I have a DGEGLM object from edgeR called fit2
fit2 <- glmFit(counts(Data), design, disp2$tagwise.dispersion,offset=-offst(dataOffset))
I want the logFC values so
logFC <- fit2$coefficients[geneA,2] # first column intercept, second column is my comparison fit2$fitted.values[geneA,] # is the vector with the fitted values TableWithFC <- aggregate(log2(fit2$fitted.values[geneA,]) ~ (condition),FUN= mean) logFC2 <- TableWithFC[2,2]-TableWithFC [1,2]

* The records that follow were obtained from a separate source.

/// V 0
const USER_TABLE_V_0: Table = Table {
    name: "user",
    columns: &[
        sqlite_column!(
            "id",
            &SqlType::Integer,
            is_primary_key = true,
            is_unique = true
        ),
        sqlite_column!("handle", &SqlType::Text, non_null = true, is_unique = true),
        sqlite_column!(
            "created",
            &SqlType::Integer,
            default_value = Some(DEFAULT_TIMESTAMP)
        ),
    ],
    unique_constraints: &[],
    indices: &[("idx_user_handle", "handle")],
};
const FAVORITE_TABLE_V_0: Table = Table {
    name: "favorite",
    columns: &[
        sqlite_column!(
            "user_id",
            &SqlType::Integer,
            non_null = true,
            foreign_key = Some(&USER_FK)
        ),
        sqlite_column!("content_type", &SqlType::Integer, non_null = true),
        sqlite_column!("content_id", &SqlType::Text, non_null = true),
        sqlite_column!(
            "created",
            &SqlType::Integer,
            default_value = Some(DEFAULT_TIMESTAMP)
        ),
    ],
    unique_constraints: &[&["user_id", "content_type", "content_id"]],
    indices: &[("idx_favorite_user_id", "user_id")],
};
const AUTH_TOKEN_TABLE_V_0: Table = Table {
    name: "auth_token",
    columns: &[
        sqlite_column!(
            "user_id",
            &SqlType::Integer,
            non_null = true,
            foreign_key = Some(&USER_FK)
        ),
        sqlite_column!("value", &SqlType::Text, non_null = true, is_unique = true),
        sqlite_column!(
            "created",
            &SqlType::Integer,
            default_value = Some(DEFAULT_TIMESTAMP)
        ),
        sqlite_column!("last_used", &SqlType::Integer),
    ],
    unique_constraints: &[],
    indices: &[("idx_auth_token_value", "value")],
};
const USER_PASSWORD_CREDENTIALS_V_0: Table = Table {
    name: "user_password_credentials",
    columns: &[
        sqlite_column!(
            "user_id",
            &SqlType::Integer,
            non_null = true,
            is_unique = true,
            foreign_key = Some(&USER_FK)
        ),
        sqlite_column!("salt", &SqlType::Text, non_null = true),
        sqlite_column!("hash", &SqlType::Text, non_null = true),
        sqlite_column!("hasher", &SqlType::Text, non_null = true),
        sqlite_column!(
            "created",
            &SqlType::Integer,
            default_value = Some(DEFAULT_TIMESTAMP)
        ),
        sqlite_column!("last_tried", &SqlType::Integer),
        sqlite_column!("last_used", &SqlType::Integer),
    ],
    unique_constraints: &[],
    indices: &[],
};
const USER_ROLE_TABLE_V_0: Table = Table {
    name: "user_role",
    columns: &[
        sqlite_column!(
            "user_id",
            &SqlType::Integer,
            non_null = true,
            foreign_key = Some(&USER_FK)
        ),
        sqlite_column!("role", &SqlType::Text, non_null = true),
        sqlite_column!(
            "created",
            &SqlType::Integer,
            default_value = Some(DEFAULT_TIMESTAMP)
        ),
    ],
    unique_constraints: &[&["user_id", "role"]],
    indices: &[("idx_user_role_user_id", "user_id")],
};

/// V 1
const USER_PROFILE_TABLE_V_1: Table = Table {
    name: "user_profile",
    columns: &[
        sqlite_column!(
            "user_id",
            &SqlType::Integer,
            is_primary_key = true,
            foreign_key = Some(&USER_FK)
        ),
        sqlite_column!("display_name", &SqlType::Text),
        sqlite_column!("bio", &SqlType::Text),
        sqlite_column!("location", &SqlType::Text),
        sqlite_column!(
            "updated",
            &SqlType::Integer,
            default_value = Some(DEFAULT_TIMESTAMP)
        ),
    ],
    unique_constraints: &[],
    indices: &[],
};

pub const VERSIONED_SCHEMAS: &[VersionedSchema] = &[
    VersionedSchema {
        version: 0,
        tables: &[
            USER_TABLE_V_0,
            FAVORITE_TABLE_V_0,
            AUTH_TOKEN_TABLE_V_0,
            USER_PASSWORD_CREDENTIALS_V_0,
            USER_ROLE_TABLE_V_0,
        ],
        migration: None,
    },
    VersionedSchema {
        version: 1,
        tables: &[
            USER_TABLE_V_0,
            FAVORITE_TABLE_V_0,
            AUTH_TOKEN_TABLE_V_0,
            USER_PASSWORD_CREDENTIALS_V_0,
            USER_ROLE_TABLE_V_0,
            USER_PROFILE_TABLE_V_1,
        ],
        migration: Some(|conn: &Connection| {
            USER_PROFILE_TABLE_V_1.create(conn)?;
            Ok(())
        }),
    },
];

fn now_secs() -> i64 {
    SystemTime::now()
        .duration_since(SystemTime::UNIX_EPOCH)
        .map(|d| d.as_secs() as i64)
        .unwrap_or_default()
}

fn system_time_from_column_result(value: i64) -> SystemTime {
    SystemTime::UNIX_EPOCH + Duration::from_secs(value.max(0) as u64)
}

fn auth_token_from_row(row: &rusqlite::Row) -> rusqlite::Result<AuthToken> {
    Ok(AuthToken {
        user_id: row.get(0)?,
        value: AuthTokenValue(row.get(1)?),
        created: system_time_from_column_result(row.get(2)?),
        last_used: row
            .get::<usize, Option<i64>>(3)?
            .map(system_time_from_column_result),
    })
}

#[derive(Clone)]
pub struct SqliteUserStore {
    conn: Arc<Mutex<Connection>>,
}

impl SqliteUserStore {
    pub fn new<T: AsRef<Path>>(db_path: T) -> Result<Self> {
        let conn = open_versioned(db_path, VERSIONED_SCHEMAS).context("Failed to open user db")?;
        Ok(SqliteUserStore {
            conn: Arc::new(Mutex::new(conn)),
        })
    }
}

impl UserStore for SqliteUserStore {
    fn create_user(&self, user_handle: &str) -> Result<usize> {
        let conn = self.conn.lock().unwrap();
        conn.execute(
            &format!("INSERT INTO {} (handle) VALUES (?1)", USER_TABLE_V_0.name),
            params![user_handle],
        )
        .with_context(|| format!("Could not create user {}", user_handle))?;
        Ok(conn.last_insert_rowid() as usize)
    }

    fn get_user_handle(&self, user_id: usize) -> Result<Option<String>> {
        let conn = self.conn.lock().unwrap();
        Ok(conn
            .query_row(
                &format!("SELECT handle FROM {} WHERE id = ?1", USER_TABLE_V_0.name),
                params![user_id],
                |row| row.get(0),
            )
            .optional()?)
    }

    fn get_user_id(&self, user_handle: &str) -> Result<Option<usize>> {
        let conn = self.conn.lock().unwrap();
        Ok(conn
            .query_row(
                &format!("SELECT id FROM {} WHERE handle = ?1", USER_TABLE_V_0.name),
                params![user_handle],
                |row| row.get(0),
            )
            .optional()?)
    }

    fn get_user_summary(&self, user_handle: &str) -> Result<Option<UserSummary>> {
        let conn = self.conn.lock().unwrap();
        Ok(conn
            .query_row(
                &format!(
                    "SELECT id, handle, created FROM {} WHERE handle = ?1",
                    USER_TABLE_V_0.name
                ),
                params![user_handle],
                |row| {
                    Ok(UserSummary {
                        id: row.get(0)?,
                        handle: row.get(1)?,
                        created: row.get(2)?,
                    })
                },
            )
            .optional()?)
    }

    fn get_all_users(&self) -> Result<Vec<UserSummary>> {
        let conn = self.conn.lock().unwrap();
        let mut stmt = conn.prepare(&format!(
            "SELECT id, handle, created FROM {} ORDER BY id",
            USER_TABLE_V_0.name
        ))?;
        let users = stmt
            .query_map([], |row| {
                Ok(UserSummary {
                    id: row.get(0)?,
                    handle: row.get(1)?,
                    created: row.get(2)?,
                })
            })?
            .collect::<Result<Vec<_>, _>>()?;
        Ok(users)
    }

    fn set_user_favorite(
        &self,
        user_id: usize,
        content_type: FavoriteContentType,
        content_id: &str,
        favorite: bool,
    ) -> Result<()> {
        let conn = self.conn.lock().unwrap();
        if favorite {
            conn.execute(
                &format!(
                    "INSERT OR IGNORE INTO {} (user_id, content_type, content_id, created) VALUES (?1, ?2, ?3, ?4)",
                    FAVORITE_TABLE_V_0.name
                ),
                params![user_id, content_type.to_int(), content_id, now_secs()],
            )?;
        } else {
            conn.execute(
                &format!(
                    "DELETE FROM {} WHERE user_id = ?1 AND content_type = ?2 AND content_id = ?3",
                    FAVORITE_TABLE_V_0.name
                ),
                params![user_id, content_type.to_int(), content_id],
            )?;
        }
        Ok(())
    }

    fn is_user_favorite(&self, user_id: usize, content_id: &str) -> Result<bool> {
        let conn = self.conn.lock().unwrap();
        let count: i64 = conn.query_row(
            &format!(
                "SELECT COUNT(*) FROM {} WHERE user_id = ?1 AND content_id = ?2",
                FAVORITE_TABLE_V_0.name
            ),
            params![user_id, content_id],
            |row| row.get(0),
        )?;
        Ok(count > 0)
    }

    fn get_user_favorites(
        &self,
        user_id: usize,
        content_type: FavoriteContentType,
    ) -> Result<Vec<UserFavorite>> {
        let conn = self.conn.lock().unwrap();
        let mut stmt = conn.prepare(&format!(
            "SELECT content_id, created FROM {} WHERE user_id = ?1 AND content_type = ?2 ORDER BY created DESC, rowid DESC",
            FAVORITE_TABLE_V_0.name
        ))?;
        let favorites = stmt
            .query_map(params![user_id, content_type.to_int()], |row| {
                Ok(UserFavorite {
                    content_type,
                    content_id: row.get(0)?,
                    created: row.get(1)?,
                })
            })?
            .collect::<Result<Vec<_>, _>>()?;
        Ok(favorites)
    }

    fn get_user_profile(&self, user_id: usize) -> Result<UserProfile> {
        let conn = self.conn.lock().unwrap();
        let profile = conn
            .query_row(
                &format!(
                    "SELECT display_name, bio, location FROM {} WHERE user_id = ?1",
                    USER_PROFILE_TABLE_V_1.name
                ),
                params![user_id],
                |row| {
                    Ok(UserProfile {
                        display_name: row.get(0)?,
                        bio: row.get(1)?,
                        location: row.get(2)?,
                    })
                },
            )
            .optional()?;
        Ok(profile.unwrap_or_default())
    }

    fn set_user_profile(&self, user_id: usize, profile: &UserProfile) -> Result<()> {
        let conn = self.conn.lock().unwrap();
        conn.execute(
            &format!(
                "INSERT INTO {} (user_id, display_name, bio, location, updated) VALUES (?1, ?2, ?3, ?4, ?5)
                 ON CONFLICT(user_id) DO UPDATE SET display_name = ?2, bio = ?3, location = ?4, updated = ?5",
                USER_PROFILE_TABLE_V_1.name
            ),
            params![
                user_id,
                profile.display_name,
                profile.bio,
                profile.location,
                now_secs()
            ],
        )?;
        Ok(())
    }

    fn get_user_roles(&self, user_id: usize) -> Result<Vec<UserRole>> {
        let conn = self.conn.lock().unwrap();
        let mut stmt = conn.prepare(&format!(
            "SELECT role FROM {} WHERE user_id = ?1",
            USER_ROLE_TABLE_V_0.name
        ))?;
        let roles = stmt
            .query_map(params![user_id], |row| row.get::<_, String>(0))?
            .filter_map(|r| match r {
                Ok(s) => UserRole::from_str(&s),
                Err(err) => {
                    warn!("Failed to read role of user {}: {}", user_id, err);
                    None
                }
            })
            .collect();
        Ok(roles)
    }

    fn add_user_role(&self, user_id: usize, role: UserRole) -> Result<()> {
        let conn = self.conn.lock().unwrap();
        conn.execute(
            &format!(
                "INSERT OR IGNORE INTO {} (user_id, role) VALUES (?1, ?2)",
                USER_ROLE_TABLE_V_0.name
            ),
            params![user_id, role.as_str()],
        )?;
        Ok(())
    }

    fn remove_user_role(&self, user_id: usize, role: UserRole) -> Result<()> {
        let conn = self.conn.lock().unwrap();
        conn.execute(
            &format!(
                "DELETE FROM {} WHERE user_id = ?1 AND role = ?2",
                USER_ROLE_TABLE_V_0.name
            ),
            params![user_id, role.as_str()],
        )?;
        Ok(())
    }

    fn resolve_user_permissions(&self, user_id: usize) -> Result<Vec<Permission>> {
        let mut permissions = HashSet::new();
        for role in self.get_user_roles(user_id)? {
            permissions.extend(role.permissions().iter().copied());
        }
        let mut permissions: Vec<Permission> = permissions.into_iter().collect();
        permissions.sort_by_key(|p| p.as_int());
        Ok(permissions)
    }
}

logFC is NOT equal to logFC2
If logFC is the right one (is the same I get if I continue the pipeline and I do glmLRT and topTags), how I can obtain the expression values of geneA for each sample in order to obtain a boxplot like this:
boxplot(log2(fit2$fitted.values["geneA",]) ~ (fit2$design[,2]))
but with the values giving the logFC of the fit2$coefficients[geneA,2] ?
In other words the boxplot with the fitted.values is not representative of the result with coefficients.
I want a boxplot representative of the logFC obtained with coefficients.
Thanks,
P
Hi Aaron,
thanks a lot for your answer, you made me reflect on the many reasons the values can be different.
I expected a minor difference in FC as you state in your answer BUT I find FCs with different sign comparing the results of my analysis and the cpm.
Let me explain that i'm using both EDAseq and RUVSeq prior edgeR to obtain my result.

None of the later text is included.